Para a advogada Leila Barsted, membro do Comitê de Peritas do Mecanismo de Monitoramento da Convenção de Belém do Pará da OEA, o país precisa urgentemente avançar para garantir os direitos aos cidadãos. “É preciso incluir as mulheres em situação de vulnerabilidade social por meio de políticas públicas de saúde, de assistência social, de educação e de trabalho. O machismo mata, e as instituições governamentais não podem se omitir de fazer a sua parte, sob pena de o Estado ser considerado cúmplice nessas mortes”, diz a especialista.
Regina Bandeira
Jornalista formada pela Pontifícia Universidade Católica do Rio de Janeiro (PUC-RJ), passou pelas redações da Rádio Cultura, do Jornal de Brasília, Correio Braziliense, Portal iG. Foi coordenadora de jornalismo on-line na Secretaria de Comunicação (Secom) da Universidade de Brasília (UnB) e trabalha há 8 anos como repórter do portal de comunicação do Conselho Nacional de Justiça (CNJ), onde já escreveu mais de mil matérias, boa parte delas sobre as ações de combate à violência doméstica no país.
Elas por elas
Neste 2019, o Metrópoles inicia projeto editorial para dar visibilidade às tragédias provocadas pela violência de gênero. As histórias de todas as vítimas de feminicídio do Distrito Federal serão contadas em perfis escritos por profissionais do sexo feminino (jornalistas, fotógrafas, artistas gráficas e cinegrafistas), com o propósito de aproximar as pessoas da trajetória de vida dessas mulheres.

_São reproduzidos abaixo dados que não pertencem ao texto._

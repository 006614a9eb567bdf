// Copyright 2025 Lablup Inc. and Jeongkyu Shin
//
// Licensed under the Apache License, Version 2.0 (the "License");
// you may not use this file except in compliance with the License.
// You may obtain a copy of the License at
//
//     http://www.apache.org/licenses/LICENSE-2.0
//
// Unless required by applicable law or agreed to in writing, software
// distributed under the License is distributed on an "AS IS" BASIS,
// WITHOUT WARRANTIES OR CONDITIONS OF ANY KIND, either express or implied.
// See the License for the specific language governing permissions and
// limitations under the License.

use tracing_subscriber::EnvFilter;

/// Create an environment filter based on verbosity level
pub fn create_env_filter(verbosity: u8) -> EnvFilter {
    if std::env::var("RUST_LOG").is_ok() {
        EnvFilter::from_default_env()
    } else {
        match verbosity {
            0 => EnvFilter::new("hostfan=warn"),
            1 => EnvFilter::new("hostfan=info"),
            2 => EnvFilter::new("hostfan=debug"),
            _ => EnvFilter::new("hostfan=trace"),
        }
    }
}

/// Initialize console logging.
///
/// Logs go to stderr; stdout carries nothing but results and the summary.
pub fn init_logging(verbosity: u8) {
    let filter = create_env_filter(verbosity);

    let _ = tracing_subscriber::fmt()
        .with_env_filter(filter)
        .with_writer(std::io::stderr)
        .with_target(true)
        .try_init();
}
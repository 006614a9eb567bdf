// Copyright 2025 Lablup Inc. and Jeongkyu Shin
//
// Licensed under the Apache License, Version 2.0 (the "License");
// you may not use this file except in compliance with the License.
// You may obtain a copy of the License at
//
//     http://www.apache.org/licenses/LICENSE-2.0
//
// Unless required by applicable law or agreed to in writing, software
// distributed under the License is distributed on an "AS IS" BASIS,
// WITHOUT WARRANTIES OR CONDITIONS OF ANY KIND, either express or implied.
// See the License for the specific language governing permissions and
// limitations under the License.

use anyhow::Result;
use std::io::Write;
use std::sync::Arc;

use super::initialization::RunPlan;
use crate::action::{Action, CommandAction};
use crate::executor::ParallelExecutor;
use crate::output::{BatchSummary, Presenter};

/// Run a plan with the process-backed action, writing results to `out`.
///
/// `colors` paints the quiet status tags; pass
/// [`should_use_colors`](crate::output::should_use_colors) when
/// `out` is the real stdout.
///
/// The log file is opened before anything is dispatched, so an unwritable
/// log path aborts the run up front.
pub async fn run_plan<W: Write>(plan: RunPlan, out: W, colors: bool) -> Result<BatchSummary> {
    let mut presenter = Presenter::open(plan.policy, out)?.with_colors(colors);

    tracing::info!(
        "Running {} on {} hosts",
        plan.operation.name(),
        plan.targets.len()
    );

    let action: Arc<dyn Action> = Arc::new(CommandAction::new(plan.operation, plan.action_config));
    let executor = ParallelExecutor::new(plan.targets, action)
        .with_max_parallel(plan.max_parallel)
        .with_deadline(plan.deadline);

    executor.run(&mut presenter).await
}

Até segunda-feira (11/11/2019), 14.130 mulheres do DF já procuraram delegacias de polícia para relatar abusos, ameaças e agressões que vêm sofrendo por parte de maridos, companheiros, namorados ou pessoas com quem um dia se relacionaram. Já foram registrados 28 feminicídios. Com base em informações da PCDF, apenas uma pequena parte das mulheres que vivenciam situações de violência rompe o silêncio para se proteger.
O Elas por Elas propõe manter em pauta, durante todo o ano, o tema da violência contra a mulher para alertar a população e as autoridades sobre as graves consequências da cultura do machismo que persiste no país.
Desde 1° de janeiro, um contador está em destaque na capa do portal para monitorar e ressaltar os casos de Maria da Penha registrados no DF. Mas nossa maior energia será despendida para humanizar as estatísticas frias, que dão uma dimensão da gravidade do problema, porém não alcançam o poder da empatia, o único capaz de interromper a indiferença diante dos pedidos de socorro de tantas brasileiras.